Every year, 120,000 people in Britain die from smoking tobacco. And now one person has died from smoking marijuana. This trend is ominous.

Dr. Maguire would like to teach us all a good lesson. Perhaps we ought to pay attention.

Upside-Down, and Diagnosis

Tuesday, January 27th, 2004

The phrase “upside-down, into the void” sums up a report in the BMJ (vol. 328,January 17, 2004, p. 176):

A 67 year old man presented with lower urinary tract symptoms and many episodes of near-acute urinary retention, which he found, by trial and error, he avoided by standing on his head for 5-10 minutes each time his stream was cut off, finding then he was able to void again. X ray examination showed multiple bladder calculi, which undoubtedly obstructed his dependent bladder neck while he was standing but not while he was upside down. At open cystolithotomy more than 300 stones, weighing over 400 g, were removed.

That same section contains a simple, dryly worded nugget of advice for medical diagnosticians:

Computed tomography colonography?or virtual colonoscopy?is gaining ground as a minimally invasive technique for visualising the colon and screening for early neoplasms. Unfortunately, the images of the colon are accompanied by images of the other abdominal organs, bones, blood vessels, and soft tissues. These unwanted data may irritate the clinician, who has no choice but to consider other diagnoses. A study of 75 patients in Denmark (Gut 2003;52: 1744-7) found that 49 had extracolonic abnormalities and 12% needed further investigation. Two patients needed surgery.

Read them both, and see an X-ray of the voiding gentleman, here.

Murphy’s Law at Caltech

Monday, January 26th, 2004

George Nichols, who helped give birth to Murphy’s Law, will make an exceedingly rare public appearance tomorrow night (Jan 27) at Caltech. He was head of the project at Edwards Air Force Base in California where, in 1949, he, Colonel John Paul Stapp, and Captain Edward A. Murphy, Jr. jointly, if disjointedly, gave rise to the Law. Stapp, Murphy, and Nichols were awarded the 2003 Ig Nobel Prize in the field of Engineering.

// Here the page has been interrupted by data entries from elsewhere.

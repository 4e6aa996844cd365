// SPDX-License-Identifier: Apache-2.0

pub mod forwarder;
pub mod payload;
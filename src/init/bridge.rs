// SPDX-License-Identifier: Apache-2.0

use std::path::Path;
use std::time::Duration;

use tokio::select;
use tokio::task::JoinSet;
use tokio_util::sync::CancellationToken;
use tracing::{debug, info, warn};

use super::BoxError;
use super::args::BridgeArgs;
use super::wait;
use crate::exporters::redis::{ConnectionManager, Connector, RedisConnector};
use crate::receivers::tail::{TailConfig, TailStream};
use crate::topology::forwarder::{ForwardStats, Forwarder};
use crate::topology::payload::ChannelName;

/// Grace period for the forwarding task after cancellation
const SHUTDOWN_TIMEOUT: Duration = Duration::from_secs(3);

/// The tail-to-broker bridge assembled from command line arguments.
pub struct Bridge {
    config: BridgeArgs,
}

impl Bridge {
    pub fn new(config: BridgeArgs) -> Self {
        Self { config }
    }

    /// Validate the configuration, then forward until `cancel` fires.
    ///
    /// Errors are startup errors: an invalid broker address, an invalid
    /// channel or tail configuration, or a missing file directory. Once the
    /// bridge runs, broker and file problems are retried and logged.
    pub async fn run(self, cancel: CancellationToken) -> Result<(), BoxError> {
        let config = self.config;

        info!(
            file_path = ?config.file_path,
            channel = %config.channel,
            broker = %config.broker_address,
            "Starting tailbridge."
        );

        let channel = config.channel()?;
        let broker_config = config.broker_config();
        broker_config.validate()?;
        let connector = RedisConnector::new(&broker_config)?;
        let manager = ConnectionManager::new(connector, broker_config.retry.clone());

        let stream = TailStream::open(&config.file_path, config.tail_config())?;

        let mut task_set = JoinSet::new();
        let forward_cancel = cancel.child_token();
        {
            let token = forward_cancel.clone();
            task_set.spawn(async move {
                forward(stream, manager, channel, token).await.map(|_| ())
            });
        }

        select! {
            _ = cancel.cancelled() => {
                debug!("Bridge cancellation signaled.");
            },
            e = wait::wait_for_any_task(&mut task_set) => {
                match e {
                    Ok(()) => warn!("Unexpected early exit of forwarder."),
                    Err(e) => return Err(e),
                }
            },
        }

        forward_cancel.cancel();
        wait::wait_for_tasks_with_timeout(&mut task_set, SHUTDOWN_TIMEOUT).await
    }
}

/// Open `file_path` and forward its lines through `manager` until
/// `cancel` fires or the stream ends.
pub async fn run_pipeline<C>(
    file_path: &Path,
    tail_config: TailConfig,
    manager: ConnectionManager<C>,
    channel: ChannelName,
    cancel: CancellationToken,
) -> Result<ForwardStats, BoxError>
where
    C: Connector,
{
    let stream = TailStream::open(file_path, tail_config)?;
    forward(stream, manager, channel, cancel).await
}

async fn forward<C>(
    mut stream: TailStream,
    manager: ConnectionManager<C>,
    channel: ChannelName,
    cancel: CancellationToken,
) -> Result<ForwardStats, BoxError>
where
    C: Connector,
{
    let mut forwarder = Forwarder::new(manager, channel);
    let stats = forwarder.run(&mut stream, &cancel).await;

    // Stops the reader thread; lines still queued are abandoned.
    stream.close().await?;
    Ok(stats)
}

#[cfg(test)]
mod tests {
    use super::*;
    use crate::receivers::tail;
    use tempfile::TempDir;

    #[tokio::test]
    async fn missing_directory_fails_startup() {
        let dir = TempDir::new().unwrap();
        let args = BridgeArgs {
            file_path: dir.path().join("missing").join("changes_log.json"),
            ..Default::default()
        };

        let err = Bridge::new(args)
            .run(CancellationToken::new())
            .await
            .unwrap_err();
        assert!(matches!(
            err.downcast_ref::<tail::Error>(),
            Some(tail::Error::NotFound(_))
        ));
    }

    #[tokio::test]
    async fn invalid_broker_address_fails_startup() {
        let dir = TempDir::new().unwrap();
        let args = BridgeArgs {
            file_path: dir.path().join("changes_log.json"),
            broker_address: "definitely not a url".to_string(),
            ..Default::default()
        };

        assert!(Bridge::new(args).run(CancellationToken::new()).await.is_err());
    }

    #[tokio::test]
    async fn cancellation_while_broker_unreachable_is_clean() {
        let dir = TempDir::new().unwrap();
        let args = BridgeArgs {
            file_path: dir.path().join("changes_log.json"),
            broker_address: "redis://127.0.0.1:1".to_string(),
            broker_retry_initial_backoff: Duration::from_millis(20),
            broker_retry_max_backoff: Duration::from_millis(20),
            broker_connect_timeout: Duration::from_millis(200),
            ..Default::default()
        };

        let cancel = CancellationToken::new();
        let c = cancel.clone();
        tokio::spawn(async move {
            tokio::time::sleep(Duration::from_millis(100)).await;
            c.cancel();
        });

        tokio::time::timeout(Duration::from_secs(5), Bridge::new(args).run(cancel))
            .await
            .unwrap()
            .unwrap();
    }
}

George Nichols will be part of a presentation by AIR editor Marc Abrahams, that asks the question “What’s It Take to Win an Ig Nobel Prize?” Historian Nick Spark, author of the most definitive account of the history of the history of Murphy’s law, will also take part.

The event will be at Beckman Auditorium, at 8:00 PM. It’s free. Details are presented here.